Regulatory, Clinical and Corporate Highlights

NDA for trilaciclib in small cell lung cancer (SCLC) submitted in June 2020. Pending acceptance, the company expects to receive a PDUFA date assignment by the U.S. Food and Drug Administration (FDA) in August 2020. Trilaciclib has been assigned Breakthrough Therapy Designation by the FDA.

Entered into co-promotion agreement with Boehringer Ingelheim for trilaciclib in SCLC in the United States and Puerto Rico. Under the terms of the three-year agreement, G1 and Boehringer Ingelheim will collaborate on the commercialization of trilaciclib for its first potential indication in SCLC. G1 will lead marketing, market access and medical engagement initiatives, with Boehringer Ingelheim leading sales force engagement initiatives. G1 will book revenue and retain development and commercialization rights to trilaciclib (press release here).
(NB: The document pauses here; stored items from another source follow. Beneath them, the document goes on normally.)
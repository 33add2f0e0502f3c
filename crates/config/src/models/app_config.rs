use anyhow::{Context, Result};
use config::{Config as ConfigBuilder, Environment, File, FileFormat};
use serde::{Deserialize, Serialize};
use std::path::Path;

use super::{
    benchmark::BenchmarkConfig, coordinator::CoordinatorConfig,
    observability::ObservabilityConfig, strategies::StrategiesConfig,
};
use crate::validation::ConfigValidator;

const DEFAULT_PATHS: [&str; 3] = [
    "config/wafer-scheduler.toml",
    "wafer-scheduler.toml",
    "/etc/wafer-scheduler/config.toml",
];

#[derive(Debug, Clone, Serialize, Deserialize, PartialEq, Default)]
#[serde(default)]
pub struct AppConfig {
    pub coordinator: CoordinatorConfig,
    pub strategies: StrategiesConfig,
    pub benchmark: BenchmarkConfig,
    pub observability: ObservabilityConfig,
}

impl AppConfig {
    /// Load from an explicit TOML file, or the first default path that exists,
    /// then apply `WAFER__SECTION__FIELD` environment overrides.
    pub fn load(config_path: Option<&str>) -> Result<Self> {
        let mut builder = ConfigBuilder::builder();

        if let Some(path) = config_path {
            if Path::new(path).exists() {
                builder = builder.add_source(File::new(path, FileFormat::Toml));
            } else {
                return Err(anyhow::anyhow!("config file does not exist: {}", path));
            }
        } else if let Some(path) = DEFAULT_PATHS.iter().find(|p| Path::new(p).exists()) {
            builder = builder.add_source(File::new(path, FileFormat::Toml));
        }

        builder = builder.add_source(
            Environment::with_prefix("WAFER")
                .prefix_separator("__")
                .separator("__")
                .try_parsing(true),
        );

        let config: AppConfig = builder
            .build()
            .context("failed to build configuration")?
            .try_deserialize()
            .context("failed to deserialize configuration")?;

        config.validate()?;

        Ok(config)
    }

    pub fn from_toml(toml_str: &str) -> Result<Self> {
        let config: AppConfig = toml::from_str(toml_str).context("failed to parse TOML config")?;
        config.validate()?;
        Ok(config)
    }

    pub fn to_toml(&self) -> Result<String> {
        toml::to_string_pretty(self).context("failed to serialize config to TOML")
    }
}

impl ConfigValidator for AppConfig {
    fn validate(&self) -> crate::ConfigResult<()> {
        self.coordinator.validate()?;
        self.strategies.validate()?;
        self.benchmark.validate()?;
        self.observability.validate()?;
        Ok(())
    }
}
//! The dispatch coordinator owns every robot record and the pending queue.
//!
//! All mutation goes through one `tokio::sync::Mutex`, which is the single
//! serialization point the strategies route through. Robot lifecycle edges
//! come from a [`TransitionTable`] that is only ever looked up, never
//! interpreted beyond its actions.

use std::collections::HashMap;
use std::fmt;
use std::sync::Arc;

use chrono::Utc;
use serde::Serialize;
use tokio::sync::{mpsc, Mutex};
use tracing::{debug, info, warn};

use scheduler_domain::{
    Assignment, InvariantViolation, ItemId, RobotEvent, RobotId, RobotLifecycle,
    RobotRegistration, RobotState, SchedulerError, SchedulerResult, TransferRequest,
    TransitionAction, TransitionTable, ViolationKind,
};
use scheduler_observability::DispatchMetrics;

use crate::queue::{DispatchQueue, QueueDiscipline};
use crate::scoring::AssignmentScorer;

pub type AssignmentReceiver = mpsc::UnboundedReceiver<Assignment>;

pub const DEFAULT_LOOKAHEAD: usize = 64;

/// How a free robot and a pending request are matched.
#[derive(Clone)]
pub enum DispatchPolicy {
    Fifo,
    Priority,
    Scored {
        scorer: Arc<dyn AssignmentScorer>,
        lookahead: usize,
    },
}

impl DispatchPolicy {
    pub fn scored(scorer: Arc<dyn AssignmentScorer>) -> Self {
        DispatchPolicy::Scored {
            scorer,
            lookahead: DEFAULT_LOOKAHEAD,
        }
    }

    pub fn code(&self) -> &'static str {
        match self {
            DispatchPolicy::Fifo => "fifo",
            DispatchPolicy::Priority => "priority",
            DispatchPolicy::Scored { .. } => "scored",
        }
    }

    fn discipline(&self) -> QueueDiscipline {
        match self {
            DispatchPolicy::Priority => QueueDiscipline::Priority,
            _ => QueueDiscipline::Fifo,
        }
    }
}

impl fmt::Debug for DispatchPolicy {
    fn fmt(&self, f: &mut fmt::Formatter<'_>) -> fmt::Result {
        match self {
            DispatchPolicy::Scored { scorer, lookahead } => f
                .debug_struct("Scored")
                .field("scorer", &scorer.name())
                .field("lookahead", lookahead)
                .finish(),
            other => f.write_str(other.code()),
        }
    }
}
Partnered with Simcere to develop and commercialize trilaciclib in Greater China. The company entered into an exclusive agreement with Simcere Pharmaceuticals Group for the development and commercialization of trilaciclib for all indications in Greater China (mainland China, Hong Kong, Macau, and Taiwan). Under the terms of the agreement, G1 received a $14 million upfront payment and is eligible to receive sales-based royalties and up to $156 million in potential milestone payments (press release here). As part of this agreement, the company will collaborate with Simcere on future clinical trials. G1 and Simcere will be responsible for all development and commercialization costs in their respective territories.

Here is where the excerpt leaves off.